Akasofu found that in some locations the patterns repeated
three
times in a night; obviously, the world hadn't turned three times. And
he had films from widely separated locations where the same changes
occurred at roughly the same time. Working with mentor Sydney Chapman,
he developed a theory that substorms -- activity within an auroral
storm -- developed and propagated quickly around the globe.
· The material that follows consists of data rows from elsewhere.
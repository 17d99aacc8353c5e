use crate::{
    averages, daily, engine, health, hourly, routes, Database, Geocoder,
    GoogleMapsClient, GridAccess, GridData, WeatherService,
};
use anyhow::anyhow;
use axum::{
    body::Body,
    extract::Request,
    middleware::{self, Next},
    response::IntoResponse,
    routing::get,
    Router,
};
use hyper::{
    header::{ACCEPT, CONTENT_TYPE},
    Method,
};
use log::{error, info};
use std::sync::Arc;
use tower_http::cors::{Any, CorsLayer};
use utoipa::OpenApi;
use utoipa_scalar::{Scalar, Servable};

#[derive(Clone)]
pub struct AppState {
    pub weather: Arc<WeatherService>,
}

#[derive(OpenApi)]
#[openapi(
    paths(
        routes::weather::data_routes::hourly,
        routes::weather::data_routes::daily,
        routes::weather::data_routes::averages,
        routes::health::health,
    ),
    components(
        schemas(
            engine::WeatherResponse,
            engine::Status,
        )
    ),
    tags(
        (name = "wxgrid api", description = "hourly, daily and climatological weather for points and regions from sharded grid data")
    )
)]
struct ApiDoc;

/// Everything `build_app_state` needs, already resolved from config.
pub struct Settings {
    pub data_dir: String,
    pub state_dir: String,
    pub geocoder_url: String,
    pub geocoder_key: String,
    pub user_agent: String,
    pub max_concurrent_queries: usize,
    pub shard_recheck: std::time::Duration,
    pub radar_lag: time::Duration,
    pub cache_retention: time::Duration,
    pub cache_sweep_interval: std::time::Duration,
}

pub async fn build_app_state(settings: Settings) -> Result<AppState, anyhow::Error> {
    let grid: Arc<dyn GridData> = Arc::new(GridAccess::new(
        &settings.data_dir,
        settings.shard_recheck,
        settings.max_concurrent_queries,
    ));
    let geocoder: Arc<dyn Geocoder> = Arc::new(
        GoogleMapsClient::new(
            settings.geocoder_url,
            settings.geocoder_key,
            &settings.user_agent,
        )
        .map_err(|e| anyhow!("error setting up geocoder: {}", e))?,
    );
    let db = Arc::new(
        Database::new(&settings.state_dir)
            .await
            .map_err(|e| anyhow!("error setting up SQLite database: {}", e))?,
    );

    spawn_cache_sweeper(
        db.clone(),
        settings.cache_retention,
        settings.cache_sweep_interval,
    );

    Ok(AppState {
        weather: Arc::new(WeatherService::new(grid, db, geocoder, settings.radar_lag)),
    })
}

/// Periodically drop cached results nobody has read within `retention`.
pub fn spawn_cache_sweeper(
    db: Arc<Database>,
    retention: time::Duration,
    every: std::time::Duration,
) -> tokio::task::JoinHandle<()> {
    let every = every.max(std::time::Duration::from_secs(1));
    tokio::spawn(async move {
        let mut interval = tokio::time::interval(every);
        loop {
            interval.tick().await;
            match db.sweep_result_cache(retention).await {
                Ok(0) => {}
                Ok(removed) => info!("evicted {} cached results", removed),
                Err(e) => error!("result cache sweep failed: {}", e),
            }
        }
    })
}

pub fn app(app_state: AppState) -> Router {
    let api_docs = ApiDoc::openapi();
    let cors = CorsLayer::new()
        .allow_methods([Method::GET, Method::OPTIONS])
        .allow_headers([ACCEPT, CONTENT_TYPE])
        .allow_origin(Any);

    Router::new()
        .route("/hourly", get(hourly))
        .route("/daily", get(daily))
        .route("/averages", get(averages))
        .route("/health", get(health))
        .with_state(Arc::new(app_state))
        .layer(middleware::from_fn(log_request))
        .merge(Scalar::with_url("/docs", api_docs))
        .layer(cors)
}

async fn log_request(request: Request<Body>, next: Next) -> impl IntoResponse {
    let now = time::OffsetDateTime::now_utc();
    let path = request
        .uri()
        .path_and_query()
        .map(|p| p.as_str())
        .unwrap_or_default();
    info!(target: "http_request","new request, {} {}", request.method().as_str(), path);

    let response = next.run(request).await;
    let response_time = time::OffsetDateTime::now_utc() - now;
    info!(target: "http_response", "response, code: {}, time: {}", response.status().as_str(), response_time);

    response
}
use axum::{extract::State, http::StatusCode};
use log::error;
use std::sync::Arc;

use crate::AppState;

#[utoipa::path(
    get,
    path = "/health",
    responses(
        (status = OK, description = "Shard store and state database are reachable"),
        (status = SERVICE_UNAVAILABLE, description = "A backing store failed its check")
    ))]
pub async fn health(State(state): State<Arc<AppState>>) -> Result<&'static str, (StatusCode, String)> {
    state.weather.health().await.map_err(|e| {
        error!("health check failed: {}", e);
        (StatusCode::SERVICE_UNAVAILABLE, e.to_string())
    })?;
    Ok("ok")
}
pub mod health;
pub mod weather;

pub use health::*;
pub use weather::*;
A paper announcing the finding was rejected by the Journal of
Geophysical Research. Akasofu's discovery simply was not believed. To
prove his point, he persuaded NASA and the Air Force to fly him in a
jet around the northern part of the globe, at the same speed as the
rotation of the earth, so that he could remain at midnight for several
hours at a time. The films he made on the flights clearly showed his
theory was correct -- the aurora changed instead of remaining stable,
as the previous theory predicted.
In 1964, Akasofu's paper on the auroral substorm was
published, and is still the standard explanation of how the aurora
changes.
In the meantime, Akasofu and Chapman had found another problem
with
the standard explanation of the aurora. According to the accepted
theory, the intensity of the solar wind controlled the aurora -- more
solar wind, more aurora. But their research showed that the two didn't
relate perfectly. In 1962, they jointly published a paper calling for a
search for an ''unknown quantity'' to explain this problem. Again,
scientists resisted the challenge to dogma. Akasofu has written that
Chapman, despite his stature, was advised by colleagues to drop the
work or risk ruining his scientific reputation.
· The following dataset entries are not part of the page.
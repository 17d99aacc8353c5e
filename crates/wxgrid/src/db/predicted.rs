use time::{Date, Duration, Month, OffsetDateTime, PrimitiveDateTime, Time, UtcOffset};

use crate::{Family, Prediction, Window};

/// Position of an hour within a year, which is all climatology is keyed by.
#[derive(Clone, Copy, Debug, PartialEq, Eq, PartialOrd, Ord)]
pub struct CalendarHour {
    pub month: Month,
    pub day: u8,
    pub hour: u8,
}

impl CalendarHour {
    pub fn of(at: OffsetDateTime) -> Self {
        let utc = at.to_offset(UtcOffset::UTC);
        Self {
            month: utc.month(),
            day: utc.day(),
            hour: utc.hour(),
        }
    }

    /// The same calendar hour in `year`, or `None` for Feb 29 in a common year.
    pub fn on_year(&self, year: i32) -> Option<OffsetDateTime> {
        let date = Date::from_calendar_date(year, self.month, self.day).ok()?;
        let time = Time::from_hms(self.hour, 0, 0).ok()?;
        Some(PrimitiveDateTime::new(date, time).assume_utc())
    }
}

/// Part of a target's window and the shard family that serves it.
#[derive(Clone, Copy, Debug, PartialEq, Eq)]
pub enum Segment {
    Live(Window),
    Climatology(Window),
}

/// Whether planning needs the newest live timestamp.
pub fn needs_live_extent(prediction: Prediction) -> bool {
    prediction == Prediction::Predicted
}

/// Split a window between live shards and climatology.
///
/// In predicted mode the series switches to climatology at the first hour
/// after the newest live row. Otherwise the hours before the coverage floor
/// and the hours after `now` come from climatology and the rest from live
/// shards.
pub fn plan_segments(
    prediction: Prediction,
    window: Window,
    live_max: Option<OffsetDateTime>,
    now: OffsetDateTime,
) -> Vec<Segment> {
    match prediction {
        Prediction::LiveOnly => vec![Segment::Live(window)],
        Prediction::Auto => {
            let floor = Family::Model.coverage_start().midnight().assume_utc();
            let mut segments = vec![];
            if window.start < floor {
                segments.push(Segment::Climatology(Window {
                    start: window.start,
                    end: window.end.min(floor - Duration::seconds(1)),
                }));
            }
            let live = Window {
                start: window.start.max(floor),
                end: window.end.min(now),
            };
            if live.start <= live.end {
                segments.push(Segment::Live(live));
            }
            if window.end > now {
                segments.push(Segment::Climatology(Window {
                    start: window.start.max(now + Duration::seconds(1)),
                    end: window.end,
                }));
            }
            segments
        }
        Prediction::Predicted => {
            let Some(live_max) = live_max else {
                return vec![Segment::Climatology(window)];
            };
            let mut segments = vec![];
            if window.start <= live_max {
                segments.push(Segment::Live(Window {
                    start: window.start,
                    end: window.end.min(live_max),
                }));
            }
            if window.end > live_max {
                segments.push(Segment::Climatology(Window {
                    start: window.start.max(live_max + Duration::hours(1)),
                    end: window.end,
                }));
            }
            segments
        }
    }
}

#[cfg(test)]
mod tests {
    use super::*;
    use time::macros::datetime;

    fn window(start: OffsetDateTime, end: OffsetDateTime) -> Window {
        Window { start, end }
    }

    #[test]
    fn calendar_hour_round_trips() {
        let at = datetime!(2024-07-04 10:00 UTC);
        let position = CalendarHour::of(at);
        let climatology_year = position.on_year(2001).unwrap();
        assert_eq!(CalendarHour::of(climatology_year), position);
        assert_eq!(CalendarHour::of(climatology_year).on_year(2024), Some(at));
        assert_eq!(
            (position.month, position.day, position.hour),
            (Month::July, 4, 10)
        );
    }

    #[test]
    fn leap_day_has_no_common_year_position() {
        let leap = CalendarHour::of(datetime!(2024-02-29 6:00 UTC));
        assert_eq!(leap.on_year(2023), None);
        assert!(leap.on_year(2028).is_some());
    }

    #[test]
    fn predicted_mode_switches_after_newest_live_hour() {
        let live_max = datetime!(2024-07-04 10:00 UTC);
        let segments = plan_segments(
            Prediction::Predicted,
            window(datetime!(2024-07-01 0:00 UTC), datetime!(2024-07-10 0:00 UTC)),
            Some(live_max),
            datetime!(2024-07-04 12:00 UTC),
        );
        assert_eq!(
            segments,
            vec![
                Segment::Live(window(datetime!(2024-07-01 0:00 UTC), live_max)),
                Segment::Climatology(window(
                    datetime!(2024-07-04 11:00 UTC),
                    datetime!(2024-07-10 0:00 UTC)
                )),
            ]
        );
    }

    #[test]
    fn predicted_mode_without_live_rows_is_all_climatology() {
        let w = window(datetime!(2024-07-01 0:00 UTC), datetime!(2024-07-02 0:00 UTC));
        assert_eq!(
            plan_segments(Prediction::Predicted, w, None, datetime!(2024-07-01 0:00 UTC)),
            vec![Segment::Climatology(w)]
        );
    }

    #[test]
    fn auto_mode_uses_climatology_only_outside_coverage() {
        let now = datetime!(2024-07-01 0:00 UTC);
        let future = window(datetime!(2024-08-01 0:00 UTC), datetime!(2024-08-02 0:00 UTC));
        let past = window(datetime!(2019-08-01 0:00 UTC), datetime!(2024-06-02 0:00 UTC));
        let ancient = window(datetime!(1990-01-01 0:00 UTC), datetime!(1990-02-01 0:00 UTC));
        assert_eq!(
            plan_segments(Prediction::Auto, future, None, now),
            vec![Segment::Climatology(future)]
        );
        assert_eq!(
            plan_segments(Prediction::Auto, past, None, now),
            vec![Segment::Live(past)]
        );
        assert_eq!(
            plan_segments(Prediction::Auto, ancient, None, now),
            vec![Segment::Climatology(ancient)]
        );
        assert_eq!(
            plan_segments(Prediction::LiveOnly, future, None, now),
            vec![Segment::Live(future)]
        );
    }

    #[test]
    fn auto_mode_splits_windows_straddling_now() {
        let now = datetime!(2024-06-01 12:00 UTC);
        let w = window(datetime!(2024-05-31 12:00 UTC), datetime!(2024-06-08 12:00 UTC));
        assert_eq!(
            plan_segments(Prediction::Auto, w, None, now),
            vec![
                Segment::Live(window(datetime!(2024-05-31 12:00 UTC), now)),
                Segment::Climatology(window(
                    datetime!(2024-06-01 12:00:01 UTC),
                    datetime!(2024-06-08 12:00 UTC)
                )),
            ]
        );
    }

    #[test]
    fn auto_mode_splits_windows_straddling_the_coverage_floor() {
        let now = datetime!(2024-06-01 12:00 UTC);
        let w = window(datetime!(2004-12-31 0:00 UTC), datetime!(2005-01-02 0:00 UTC));
        assert_eq!(
            plan_segments(Prediction::Auto, w, None, now),
            vec![
                Segment::Climatology(window(
                    datetime!(2004-12-31 0:00 UTC),
                    datetime!(2004-12-31 23:59:59 UTC)
                )),
                Segment::Live(window(
                    datetime!(2005-01-01 0:00 UTC),
                    datetime!(2005-01-02 0:00 UTC)
                )),
            ]
        );
    }
}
It was only in the 1980s that various scientists finally
answered
the puzzle: The magnetic fields of the earth and sun must line up and
join together in order to funnel enough plasma into the atmosphere to
create an aurora. A solar flare alone is not enough if the magnetic
fields aren't lined up properly.
Today, besides working on predicting the disturbances created
by
solar flares and magnetic storms, Akasofu writes papers on what his
experiences taught him about how scientific discoveries occur.
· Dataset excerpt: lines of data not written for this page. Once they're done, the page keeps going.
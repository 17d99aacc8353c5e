pub mod data_routes;

pub use data_routes::*;
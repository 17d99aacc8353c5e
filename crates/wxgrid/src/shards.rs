use log::debug;
use std::{
    collections::HashMap,
    path::{Path, PathBuf},
    sync::RwLock,
    time::{Duration, Instant},
};

use crate::{Family, GridCell, ShardPeriod};

/// Identity of one physical shard.
#[derive(Clone, Copy, Debug, PartialEq, Eq, Hash)]
pub struct ShardKey {
    pub family: Family,
    /// Model-grid cell the shard covers.
    pub tile: GridCell,
    pub period: ShardPeriod,
}

impl ShardKey {
    pub fn new(family: Family, cell: GridCell, period: ShardPeriod) -> Self {
        Self {
            family,
            tile: cell.tile(),
            period,
        }
    }

    /// `{family}/{tile_lat}_{tile_lon}/{period}.parquet`
    pub fn relative_path(&self) -> PathBuf {
        PathBuf::from(self.family.dir_name())
            .join(self.tile.to_string())
            .join(format!("{}.parquet", self.period))
    }
}

#[derive(Clone, Debug)]
enum Entry {
    Present(PathBuf),
    Absent { checked: Instant },
}

/// Maps shard keys to files on disk and remembers the answer. Missing shards
/// are looked for again after `recheck`, so a shard ingestion creates later
/// is picked up without a restart.
pub struct ShardRegistry {
    root: PathBuf,
    recheck: Duration,
    entries: RwLock<HashMap<ShardKey, Entry>>,
}

impl ShardRegistry {
    pub fn new(root: impl AsRef<Path>, recheck: Duration) -> Self {
        Self {
            root: root.as_ref().to_path_buf(),
            recheck,
            entries: RwLock::new(HashMap::new()),
        }
    }

    pub fn resolve(&self, key: &ShardKey) -> Option<PathBuf> {
        let cached = self
            .entries
            .read()
            .unwrap_or_else(|poisoned| poisoned.into_inner())
            .get(key)
            .cloned();
        match cached {
            Some(Entry::Present(path)) => return Some(path),
            Some(Entry::Absent { checked }) if checked.elapsed() < self.recheck => return None,
            _ => {}
        }

        let path = self.root.join(key.relative_path());
        let entry = if path.is_file() {
            debug!("found shard {}", path.display());
            Entry::Present(path.clone())
        } else {
            Entry::Absent {
                checked: Instant::now(),
            }
        };
        let found = matches!(entry, Entry::Present(_));
        self.entries
            .write()
            .unwrap_or_else(|poisoned| poisoned.into_inner())
            .insert(*key, entry);
        found.then_some(path)
    }

    /// Existing shard files for every tile touched by `cells`, in a stable order.
    pub fn resolve_all(
        &self,
        family: Family,
        cells: &[GridCell],
        periods: &[ShardPeriod],
    ) -> Vec<PathBuf> {
        let mut tiles: Vec<GridCell> = cells.iter().map(|cell| cell.tile()).collect();
        tiles.sort();
        tiles.dedup();

        let mut paths = Vec::new();
        for tile in tiles {
            for period in periods {
                if let Some(path) = self.resolve(&ShardKey::new(family, tile, *period)) {
                    paths.push(path);
                }
            }
        }
        paths
    }
}
mod daily;
mod helpers;
mod hourly;
mod service;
''What we call truth is not really truth,'' he said. ''It's
just an
idea agreed (upon) by a large number of people. . . . There's always an
uncertainty there. Then there may be a new observation that doesn't fit
here. Many people find these things, but they are afraid to say so,
because this paradigm is so popular. You could be laughed at. But
suppose this guy sticks to it and collects more evidence and comes up
with his own hypothesis. This guy of course will struggle, because at
first most people will not believe it. But eventually they will have to
step up to it.
''This repeats every several years. Hopefully we are
approaching the
real truth. But you don't know. Often science goes backward.''
Akasofu attributes his own success to being too naive to know
what
questions he wasn't supposed to ask, and the optimism and persistence
not to give up when he thought he was right.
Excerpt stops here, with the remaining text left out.